- _What is being asked_
Every line from the one with "filename crates/hashlog-core/src/crypto.rs" to the one with "pub const GENESIS_HASH: &str", including those two, is to be copied exactly; all other lines of the entries below are left out.

+++

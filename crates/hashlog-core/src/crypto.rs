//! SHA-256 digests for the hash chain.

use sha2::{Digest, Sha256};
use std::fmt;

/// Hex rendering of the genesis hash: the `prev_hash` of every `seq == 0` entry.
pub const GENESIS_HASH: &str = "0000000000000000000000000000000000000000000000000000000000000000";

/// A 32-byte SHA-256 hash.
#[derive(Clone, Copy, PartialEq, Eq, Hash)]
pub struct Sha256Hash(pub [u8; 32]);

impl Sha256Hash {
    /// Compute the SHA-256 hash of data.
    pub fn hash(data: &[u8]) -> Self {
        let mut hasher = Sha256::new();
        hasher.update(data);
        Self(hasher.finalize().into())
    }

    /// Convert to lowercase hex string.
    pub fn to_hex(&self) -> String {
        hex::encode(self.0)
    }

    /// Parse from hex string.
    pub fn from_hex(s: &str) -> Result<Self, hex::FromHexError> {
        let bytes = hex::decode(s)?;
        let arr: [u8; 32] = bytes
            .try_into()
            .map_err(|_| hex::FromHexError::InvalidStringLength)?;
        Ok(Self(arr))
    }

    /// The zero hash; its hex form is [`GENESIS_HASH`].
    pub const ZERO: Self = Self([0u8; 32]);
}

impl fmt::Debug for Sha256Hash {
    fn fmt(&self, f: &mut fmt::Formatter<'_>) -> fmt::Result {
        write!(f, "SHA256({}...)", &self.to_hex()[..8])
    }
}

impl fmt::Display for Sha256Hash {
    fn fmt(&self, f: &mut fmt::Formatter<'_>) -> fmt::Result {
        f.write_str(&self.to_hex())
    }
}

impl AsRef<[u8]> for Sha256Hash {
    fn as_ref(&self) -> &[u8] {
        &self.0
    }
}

+++

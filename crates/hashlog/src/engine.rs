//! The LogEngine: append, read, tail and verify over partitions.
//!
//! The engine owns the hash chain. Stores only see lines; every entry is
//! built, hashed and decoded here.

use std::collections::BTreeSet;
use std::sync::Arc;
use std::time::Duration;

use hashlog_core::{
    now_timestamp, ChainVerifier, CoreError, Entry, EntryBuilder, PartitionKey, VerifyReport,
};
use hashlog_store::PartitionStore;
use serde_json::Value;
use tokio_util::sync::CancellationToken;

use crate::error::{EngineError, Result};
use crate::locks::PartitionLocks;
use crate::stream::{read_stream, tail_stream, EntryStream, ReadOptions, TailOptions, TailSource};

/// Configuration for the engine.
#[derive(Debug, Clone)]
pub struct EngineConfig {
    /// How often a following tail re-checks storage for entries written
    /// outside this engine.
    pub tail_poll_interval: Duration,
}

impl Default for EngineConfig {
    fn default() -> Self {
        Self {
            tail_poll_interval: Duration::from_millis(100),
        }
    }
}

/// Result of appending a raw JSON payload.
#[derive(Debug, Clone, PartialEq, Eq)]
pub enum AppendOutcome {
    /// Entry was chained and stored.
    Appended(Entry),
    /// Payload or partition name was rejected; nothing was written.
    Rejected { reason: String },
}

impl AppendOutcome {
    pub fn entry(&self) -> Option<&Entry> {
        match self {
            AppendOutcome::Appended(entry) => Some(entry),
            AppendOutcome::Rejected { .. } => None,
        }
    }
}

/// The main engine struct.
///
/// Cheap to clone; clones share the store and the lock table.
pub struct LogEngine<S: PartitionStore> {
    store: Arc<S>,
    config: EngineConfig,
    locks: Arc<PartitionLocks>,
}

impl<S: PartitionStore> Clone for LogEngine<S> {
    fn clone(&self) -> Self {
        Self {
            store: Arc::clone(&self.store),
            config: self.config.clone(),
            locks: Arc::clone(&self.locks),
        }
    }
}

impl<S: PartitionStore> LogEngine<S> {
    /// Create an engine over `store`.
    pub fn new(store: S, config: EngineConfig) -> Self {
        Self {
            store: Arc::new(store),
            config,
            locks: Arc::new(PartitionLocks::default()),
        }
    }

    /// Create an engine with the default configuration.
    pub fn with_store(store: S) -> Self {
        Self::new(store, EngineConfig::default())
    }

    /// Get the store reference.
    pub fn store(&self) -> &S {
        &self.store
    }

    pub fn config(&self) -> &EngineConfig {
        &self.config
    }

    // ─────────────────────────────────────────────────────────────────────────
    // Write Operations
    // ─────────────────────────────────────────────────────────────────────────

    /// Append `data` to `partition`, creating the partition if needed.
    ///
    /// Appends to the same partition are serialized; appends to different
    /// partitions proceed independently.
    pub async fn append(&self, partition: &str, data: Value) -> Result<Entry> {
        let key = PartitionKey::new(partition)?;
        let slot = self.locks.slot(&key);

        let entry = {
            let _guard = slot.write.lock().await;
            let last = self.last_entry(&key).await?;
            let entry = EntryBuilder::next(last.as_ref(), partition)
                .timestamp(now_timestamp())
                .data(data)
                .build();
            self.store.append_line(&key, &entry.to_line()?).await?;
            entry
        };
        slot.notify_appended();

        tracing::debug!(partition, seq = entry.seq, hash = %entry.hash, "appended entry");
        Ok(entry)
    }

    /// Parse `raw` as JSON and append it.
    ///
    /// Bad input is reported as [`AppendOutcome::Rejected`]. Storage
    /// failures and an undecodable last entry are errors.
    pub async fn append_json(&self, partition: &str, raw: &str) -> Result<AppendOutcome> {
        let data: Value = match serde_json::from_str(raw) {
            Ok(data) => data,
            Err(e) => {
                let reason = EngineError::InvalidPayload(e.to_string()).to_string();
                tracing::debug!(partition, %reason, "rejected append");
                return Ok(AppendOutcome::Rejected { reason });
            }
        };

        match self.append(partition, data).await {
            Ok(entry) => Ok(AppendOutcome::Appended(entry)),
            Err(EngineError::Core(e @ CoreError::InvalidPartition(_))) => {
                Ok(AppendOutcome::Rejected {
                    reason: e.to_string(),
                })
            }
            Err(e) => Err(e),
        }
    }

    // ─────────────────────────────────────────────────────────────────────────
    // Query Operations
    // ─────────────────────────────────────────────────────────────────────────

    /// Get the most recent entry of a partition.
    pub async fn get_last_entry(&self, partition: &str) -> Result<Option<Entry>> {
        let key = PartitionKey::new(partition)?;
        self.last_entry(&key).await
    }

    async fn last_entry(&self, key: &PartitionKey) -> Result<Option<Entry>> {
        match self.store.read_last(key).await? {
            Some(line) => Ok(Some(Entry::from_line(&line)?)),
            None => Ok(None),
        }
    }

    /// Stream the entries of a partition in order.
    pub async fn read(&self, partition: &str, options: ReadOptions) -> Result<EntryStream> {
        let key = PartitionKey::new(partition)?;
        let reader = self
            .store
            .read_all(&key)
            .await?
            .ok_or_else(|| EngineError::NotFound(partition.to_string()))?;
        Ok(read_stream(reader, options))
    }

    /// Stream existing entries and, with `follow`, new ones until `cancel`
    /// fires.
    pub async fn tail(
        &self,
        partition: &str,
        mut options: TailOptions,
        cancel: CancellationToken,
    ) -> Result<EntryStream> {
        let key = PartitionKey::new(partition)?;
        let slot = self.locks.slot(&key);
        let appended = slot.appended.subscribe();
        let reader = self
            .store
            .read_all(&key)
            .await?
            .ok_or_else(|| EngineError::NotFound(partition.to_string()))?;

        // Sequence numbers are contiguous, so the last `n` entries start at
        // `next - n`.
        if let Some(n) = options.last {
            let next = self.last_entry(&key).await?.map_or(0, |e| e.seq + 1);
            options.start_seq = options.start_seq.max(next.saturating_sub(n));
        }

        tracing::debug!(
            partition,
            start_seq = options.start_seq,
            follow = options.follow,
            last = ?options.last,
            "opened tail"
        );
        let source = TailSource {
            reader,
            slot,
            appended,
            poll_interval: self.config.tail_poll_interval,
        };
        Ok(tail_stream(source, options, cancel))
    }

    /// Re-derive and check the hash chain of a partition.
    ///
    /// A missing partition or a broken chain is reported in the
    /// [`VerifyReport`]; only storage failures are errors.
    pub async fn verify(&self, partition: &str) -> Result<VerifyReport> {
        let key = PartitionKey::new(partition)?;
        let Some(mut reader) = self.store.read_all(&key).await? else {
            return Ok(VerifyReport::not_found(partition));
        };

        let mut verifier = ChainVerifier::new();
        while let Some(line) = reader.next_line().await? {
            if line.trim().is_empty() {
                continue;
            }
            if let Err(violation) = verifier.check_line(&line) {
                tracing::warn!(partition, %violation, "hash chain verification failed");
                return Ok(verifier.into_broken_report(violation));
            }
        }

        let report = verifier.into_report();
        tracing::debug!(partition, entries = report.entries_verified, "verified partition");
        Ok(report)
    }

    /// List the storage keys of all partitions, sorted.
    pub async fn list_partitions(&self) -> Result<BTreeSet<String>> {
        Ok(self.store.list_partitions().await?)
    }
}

+++

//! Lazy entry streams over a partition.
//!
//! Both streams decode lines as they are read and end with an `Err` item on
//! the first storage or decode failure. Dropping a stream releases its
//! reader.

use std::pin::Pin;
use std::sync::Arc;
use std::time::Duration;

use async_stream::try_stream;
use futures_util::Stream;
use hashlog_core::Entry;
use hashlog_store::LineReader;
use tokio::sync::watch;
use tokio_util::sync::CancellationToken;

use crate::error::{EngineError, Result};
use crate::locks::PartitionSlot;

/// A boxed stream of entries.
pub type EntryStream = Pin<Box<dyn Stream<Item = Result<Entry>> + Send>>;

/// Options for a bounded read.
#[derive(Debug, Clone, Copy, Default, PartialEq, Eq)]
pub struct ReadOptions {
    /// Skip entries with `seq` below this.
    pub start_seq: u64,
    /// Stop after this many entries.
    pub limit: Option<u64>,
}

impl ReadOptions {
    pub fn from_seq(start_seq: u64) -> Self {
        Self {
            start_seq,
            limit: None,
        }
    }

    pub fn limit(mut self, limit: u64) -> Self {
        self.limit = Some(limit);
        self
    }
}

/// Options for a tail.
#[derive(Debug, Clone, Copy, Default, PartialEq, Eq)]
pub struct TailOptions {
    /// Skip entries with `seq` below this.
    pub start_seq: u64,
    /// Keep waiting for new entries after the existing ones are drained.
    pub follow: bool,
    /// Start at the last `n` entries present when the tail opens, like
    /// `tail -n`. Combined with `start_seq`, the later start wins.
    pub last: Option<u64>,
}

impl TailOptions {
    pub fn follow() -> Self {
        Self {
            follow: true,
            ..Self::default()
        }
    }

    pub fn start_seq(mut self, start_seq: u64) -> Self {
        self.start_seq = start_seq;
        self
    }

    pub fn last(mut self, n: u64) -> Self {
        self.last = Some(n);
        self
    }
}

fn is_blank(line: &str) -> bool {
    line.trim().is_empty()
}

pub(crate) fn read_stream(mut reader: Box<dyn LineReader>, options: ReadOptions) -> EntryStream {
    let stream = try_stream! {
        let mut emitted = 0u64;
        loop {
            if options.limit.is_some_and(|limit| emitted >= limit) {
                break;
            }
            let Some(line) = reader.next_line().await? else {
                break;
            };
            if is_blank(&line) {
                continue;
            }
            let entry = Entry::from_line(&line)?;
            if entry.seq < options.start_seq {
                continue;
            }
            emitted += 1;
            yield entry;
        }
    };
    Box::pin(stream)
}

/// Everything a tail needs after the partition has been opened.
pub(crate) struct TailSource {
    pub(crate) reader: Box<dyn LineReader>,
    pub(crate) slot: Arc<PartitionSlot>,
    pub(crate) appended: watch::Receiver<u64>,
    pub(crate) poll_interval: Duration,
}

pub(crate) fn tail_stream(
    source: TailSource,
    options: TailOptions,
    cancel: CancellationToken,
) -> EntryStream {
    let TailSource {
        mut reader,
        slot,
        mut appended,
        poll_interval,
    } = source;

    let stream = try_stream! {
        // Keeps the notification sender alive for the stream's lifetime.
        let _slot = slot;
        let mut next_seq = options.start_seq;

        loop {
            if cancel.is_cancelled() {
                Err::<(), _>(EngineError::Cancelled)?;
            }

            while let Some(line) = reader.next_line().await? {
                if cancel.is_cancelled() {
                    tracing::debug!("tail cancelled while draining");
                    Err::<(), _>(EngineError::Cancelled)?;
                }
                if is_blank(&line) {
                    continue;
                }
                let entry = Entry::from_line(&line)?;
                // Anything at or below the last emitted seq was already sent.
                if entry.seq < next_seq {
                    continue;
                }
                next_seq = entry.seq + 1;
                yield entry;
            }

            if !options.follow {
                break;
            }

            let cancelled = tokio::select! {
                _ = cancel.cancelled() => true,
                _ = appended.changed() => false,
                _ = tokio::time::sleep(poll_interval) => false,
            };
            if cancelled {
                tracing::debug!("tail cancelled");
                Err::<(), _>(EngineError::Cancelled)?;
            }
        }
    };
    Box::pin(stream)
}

+++

- _Answer to this task_
filename crates/hashlog-core/src/crypto.rs
//! SHA-256 digests for the hash chain.

use sha2::{Digest, Sha256};
use std::fmt;

/// Hex rendering of the genesis hash: the `prev_hash` of every `seq == 0` entry.
pub const GENESIS_HASH: &str = "0000000000000000000000000000000000000000000000000000000000000000";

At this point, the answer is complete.